Guinever Smith

Guinever Smith, an American artist, was born in Louisville, Kentucky June 3, 1960. She is noted for her post modern realism. Her paintings are in many public and private collections. Her sister, Melissa Smith, is the director of the American Contemporary Theater in San Francisco. She was a fellow at Yale-Stoeckel in 1985 and has been honored by her home state as a two time winner of the Al Smith Fellowship. Guinever was featured in the KET program "Looking at Paintings" (see: 1 ) as a remarkable current painter.

Guinever Smith received a bachelor’s degree in painting from the University of Louisville and a master’s of fine arts in painting from the University of Cincinnati. From 1988 to 1993, she taught painting, drawing, and two-dimensional design at U of L. She also founded the Studio School in Louisville, where she is now the head instructor in drawing and painting.

Guinever’s own work has been featured in a variety of exhibitions. Some of the more recent ones include Language of the Land: Contemporary Landscape Paintings of Kentucky and Ecuador in Lexington, KY and Quito, Ecuador; the Cambridge Art Association National Prize Show in Boston; and a solo exhibit called Small Horizons at the Heike Pickett Gallery in Versailles, KY. Collections where her work can be found include those of Bellarmine College, the University of Kentucky Art Museum, Brown-Forman, Commonwealth Bank, and the University Club at U of L.2

In 2000, she traveled to Ecuador where she represented the Kentucky Arts Council and lectured and presented her work. She resides in Louisville Kentucky and is married to David Mosley and has a daughter, Isabel Lily Mosley.

She has said about her work "We are always looking at horizons. Every time we gaze out of a window or look down a road, our eye fastens on a place where land and sky meet—the horizon.

Often our view is obstructed. Telephone wires, buildings, signs along the road rise up and interfere. But the horizon continues. If we move away from the city, if we walk in the woods, at some point we reach an opening, a place where we look out, and the land meets the sky, at the horizon.
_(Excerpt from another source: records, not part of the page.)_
//! Context-window fitting and pruning strategies.

use nexus_domain::project::PruningStrategy;
use nexus_domain::tool::Message;

use crate::TokenCounter;

/// L1 + L2: pass through when the list fits in `available` tokens,
/// otherwise prune per strategy.
pub fn fit_to_window(
    messages: &[Message],
    counter: &dyn TokenCounter,
    available: u32,
    strategy: PruningStrategy,
    max_turns: usize,
) -> Vec<Message> {
    if counter.count(messages) <= available {
        return messages.to_vec();
    }

    let pruned = match strategy {
        PruningStrategy::TurnBased => prune_turn_based(messages, max_turns),
        PruningStrategy::TokenBased => prune_token_based(messages, counter, available),
    };

    tracing::debug!(
        original = messages.len(),
        pruned = pruned.len(),
        ?strategy,
        "context pruned"
    );
    pruned
}

/// Turn-based pruning: keep the head and tail of the conversation.
///
/// `keep = max(2, max_turns / 2)`; the result is the first `keep` plus the
/// last `keep` messages. The first message (the system anchor) is always
/// in the head.
pub fn prune_turn_based(messages: &[Message], max_turns: usize) -> Vec<Message> {
    let keep = (max_turns / 2).max(2);
    if messages.len() <= keep * 2 {
        return messages.to_vec();
    }
    let mut out = Vec::with_capacity(keep * 2);
    out.extend_from_slice(&messages[..keep]);
    out.extend_from_slice(&messages[messages.len() - keep..]);
    out
}

/// Token-based pruning: keep message[0] unconditionally, then walk from
/// the newest message backward, adding messages while the rolling sum
/// stays within budget.
pub fn prune_token_based(
    messages: &[Message],
    counter: &dyn TokenCounter,
    budget: u32,
) -> Vec<Message> {
    if messages.is_empty() {
        return Vec::new();
    }

    let anchor = &messages[0];
    let mut used = counter.count(std::slice::from_ref(anchor));
    let mut kept_rev: Vec<&Message> = Vec::new();

    for msg in messages[1..].iter().rev() {
        let cost = counter.count(std::slice::from_ref(msg));
        if used + cost > budget {
            break;
        }
        used += cost;
        kept_rev.push(msg);
    }

    let mut out = Vec::with_capacity(kept_rev.len() + 1);
    out.push(anchor.clone());
    out.extend(kept_rev.into_iter().rev().cloned());
    out
}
For me this is a restful place. It speaks of calm. And yet, at dusk, when the sky is colored with light, the wind creates a breeze, the clouds shift, the trees turn, and the landscape, for an instant, is alive and moving. The horizontal band becomes universal and speaks loudly of the power of nature and the forces behind it.

This is what my paintings are about. The force of nature. Its beauty. Its power. And its ability to change, to provide new views, over and over again."